A little drizzle of maple syrup, another of olive oil. A pinch of salt, a grate of nutmeg. Into the oven it went. 



I have to say, I was a little bit skeptical, even though it smelled good. There aren’t too many original savory persimmon recipes out there (not that roasting fruit is original, or all that savory) but I figured it would at least be unique so I went ahead and stole a bite while no one was looking.


No need to worry! It was delicious through and through, and even Joe liked it. Though he did claim that I had “tricked him” into eating persimmons, which are not his favorite thing. I think this might be my new favorite thing though. Next to everything else new I made this week…



I’m thinking this dish might be the perfect thing to cook to go along a roasted chicken (or turkey, or any other type of meat). I’m also thinking it could easily contain sausage of either the meaty or veggie variety and make for a more hearty dish in and of itself. These thoughts lead me to believe that if you are in charge of a holiday meal coming up, or in charge of bringing some sort of delicious and show stopping side dish that will upstage all the other foods on the table…I mean, a humble side dish to delight the senses without overwhelming the other dishes being served, then this might be the one. It practically cooks itself so you will have plenty of time to make rugelach!

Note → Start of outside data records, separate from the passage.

//! Numbered-field record encoding for protocol payloads.
//!
//! Every payload is a flat record whose fields carry explicit numbers. A
//! field is written as a varint tag `(field << 3) | wire_type` followed by
//! the value. Readers skip tags they do not recognize and leave unset
//! fields at their defaults, so peers on different protocol revisions can
//! still talk to each other.

const WIRE_VARINT: u8 = 0;
const WIRE_FIXED64: u8 = 1;
const WIRE_BYTES: u8 = 2;

const MAX_VARINT_BYTES: usize = 10;

#[derive(Debug, thiserror::Error)]
pub enum DecodeError {
    #[error("truncated payload")]
    Truncated,
    #[error("varint overflow")]
    VarintOverflow,
    #[error("unknown wire type {0}")]
    UnknownWireType(u8),
    #[error("invalid utf-8 in string field {0}")]
    InvalidString(u32),
    #[error("invalid value in field {field}: {reason}")]
    InvalidValue { field: u32, reason: &'static str },
}

#[derive(Debug, Clone, Copy)]
pub enum WireValue<'a> {
    Varint(u64),
    Fixed64(u64),
    Bytes(&'a [u8]),
}

impl<'a> WireValue<'a> {
    pub fn as_u64(&self) -> u64 {
        match self {
            WireValue::Varint(v) | WireValue::Fixed64(v) => *v,
            WireValue::Bytes(_) => 0,
        }
    }

    pub fn as_u32(&self) -> u32 {
        self.as_u64() as u32
    }

    pub fn as_bool(&self) -> bool {
        self.as_u64() != 0
    }

    pub fn as_i64(&self) -> i64 {
        zigzag_decode(self.as_u64())
    }

    pub fn as_f64(&self) -> f64 {
        match self {
            WireValue::Fixed64(bits) => f64::from_bits(*bits),
            WireValue::Varint(v) => *v as f64,
            WireValue::Bytes(_) => 0.0,
        }
    }

    pub fn as_bytes(&self) -> &'a [u8] {
        match self {
            WireValue::Bytes(b) => b,
            _ => &[],
        }
    }

    pub fn as_str(&self, field: u32) -> Result<&'a str, DecodeError> {
        std::str::from_utf8(self.as_bytes()).map_err(|_| DecodeError::InvalidString(field))
    }
}

/// Serializes one record. Default-valued fields are skipped entirely,
/// which is what lets decoders treat absence as the default.
#[derive(Debug, Default)]
pub struct FieldWriter {
    buf: Vec<u8>,
}

impl FieldWriter {
    pub fn new() -> Self {
        Self::default()
    }

    pub fn into_bytes(self) -> Vec<u8> {
        self.buf
    }

    pub fn write_u64(&mut self, field: u32, value: u64) {
        if value == 0 {
            return;
        }
        self.tag(field, WIRE_VARINT);
        self.varint(value);
    }

    pub fn write_u32(&mut self, field: u32, value: u32) {
        self.write_u64(field, value as u64);
    }

    pub fn write_bool(&mut self, field: u32, value: bool) {
        self.write_u64(field, value as u64);
    }

    pub fn write_i64(&mut self, field: u32, value: i64) {
        if value == 0 {
            return;
        }
        self.tag(field, WIRE_VARINT);
        self.varint(zigzag_encode(value));
    }

    pub fn write_f64(&mut self, field: u32, value: f64) {
        if value == 0.0 {
            return;
        }
        self.tag(field, WIRE_FIXED64);
        self.buf.extend_from_slice(&value.to_bits().to_le_bytes());
    }

    pub fn write_str(&mut self, field: u32, value: &str) {
        self.write_bytes(field, value.as_bytes());
    }

    pub fn write_bytes(&mut self, field: u32, value: &[u8]) {
        if value.is_empty() {
            return;
        }
        self.tag(field, WIRE_BYTES);
        self.varint(value.len() as u64);
        self.buf.extend_from_slice(value);
    }

    /// Nested record, length-delimited. Written even when empty so
    /// repeated fields keep their element count.
    pub fn write_record(&mut self, field: u32, encode: impl FnOnce(&mut FieldWriter)) {
        let mut nested = FieldWriter::new();
        encode(&mut nested);
        self.tag(field, WIRE_BYTES);
        self.varint(nested.buf.len() as u64);
        self.buf.extend_from_slice(&nested.buf);
    }

    fn tag(&mut self, field: u32, wire_type: u8) {
        self.varint(((field as u64) << 3) | wire_type as u64);
    }

    fn varint(&mut self, mut value: u64) {
        loop {
            let byte = (value & 0x7f) as u8;
            value >>= 7;
            if value == 0 {
                self.buf.push(byte);
                break;
            }
            self.buf.push(byte | 0x80);
        }
    }
}

/// Walks the fields of one encoded record in order.
#[derive(Debug)]
pub struct FieldReader<'a> {
    buf: &'a [u8],
    pos: usize,
}

impl<'a> FieldReader<'a> {
    pub fn new(buf: &'a [u8]) -> Self {
        Self { buf, pos: 0 }
    }

    /// Next `(field_number, value)` pair, or `None` at end of input.
    pub fn next_field(&mut self) -> Result<Option<(u32, WireValue<'a>)>, DecodeError> {
        if self.pos >= self.buf.len() {
            return Ok(None);
        }
        let tag = self.varint()?;
        let field = (tag >> 3) as u32;
        let value = match (tag & 0x7) as u8 {
            WIRE_VARINT => WireValue::Varint(self.varint()?),
            WIRE_FIXED64 => {
                let bytes = self.take(8)?;
                WireValue::Fixed64(u64::from_le_bytes(bytes.try_into().unwrap()))
            }
            WIRE_BYTES => {
                let len = self.varint()? as usize;
                WireValue::Bytes(self.take(len)?)
            }
            other => return Err(DecodeError::UnknownWireType(other)),
        };
        Ok(Some((field, value)))
    }

    fn take(&mut self, len: usize) -> Result<&'a [u8], DecodeError> {
        if self.buf.len() - self.pos < len {
            return Err(DecodeError::Truncated);
        }
        let slice = &self.buf[self.pos..self.pos + len];
        self.pos += len;
        Ok(slice)
    }

    fn varint(&mut self) -> Result<u64, DecodeError> {
        let mut value = 0u64;
        let mut shift = 0;
        for _ in 0..MAX_VARINT_BYTES {
            let Some(&byte) = self.buf.get(self.pos) else {
                return Err(DecodeError::Truncated);
            };
            self.pos += 1;
            value |= ((byte & 0x7f) as u64) << shift;
            if byte & 0x80 == 0 {
                return Ok(value);
            }
            shift += 7;
        }
        Err(DecodeError::VarintOverflow)
    }
}

/// A payload that knows how to lay out its numbered fields.
pub trait Record: Default {
    fn encode_fields(&self, w: &mut FieldWriter);

    /// Applies one decoded field. Unknown field numbers must be ignored.
    fn apply_field(&mut self, field: u32, value: WireValue<'_>) -> Result<(), DecodeError>;

    fn encode(&self) -> Vec<u8> {
        let mut w = FieldWriter::new();
        self.encode_fields(&mut w);
        w.into_bytes()
    }

    fn decode(bytes: &[u8]) -> Result<Self, DecodeError> {
        let mut record = Self::default();
        let mut reader = FieldReader::new(bytes);
        while let Some((field, value)) = reader.next_field()? {
            record.apply_field(field, value)?;
        }
        Ok(record)
    }
}

fn zigzag_encode(value: i64) -> u64 {
    ((value << 1) ^ (value >> 63)) as u64
}

fn zigzag_decode(value: u64) -> i64 {
    ((value >> 1) as i64) ^ -((value & 1) as i64)
}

Roasted Butternut and Persimmon Medley
serves about 4 as a side


One small Butternut squash, peeled, seeded and cut into chunks
2 medium sized Fuyu persimmons, peeled and cut into 8ths
5-6 small shallots, cut in halves or quarters
2 small branches fresh thyme, leaves removed
1 Tbsp maple syrup
1 Tbsp olive oil
pinch salt
few scrapes of freshly grated nutmeg


Preheat oven to 400ºF


Toss everything together in a small roasting pan, making sure everything is evenly coated. Place dish in oven, closer to the bottom is better. Bake about 40 minutes, stirring every now to get even caramelization. Serve piping hot.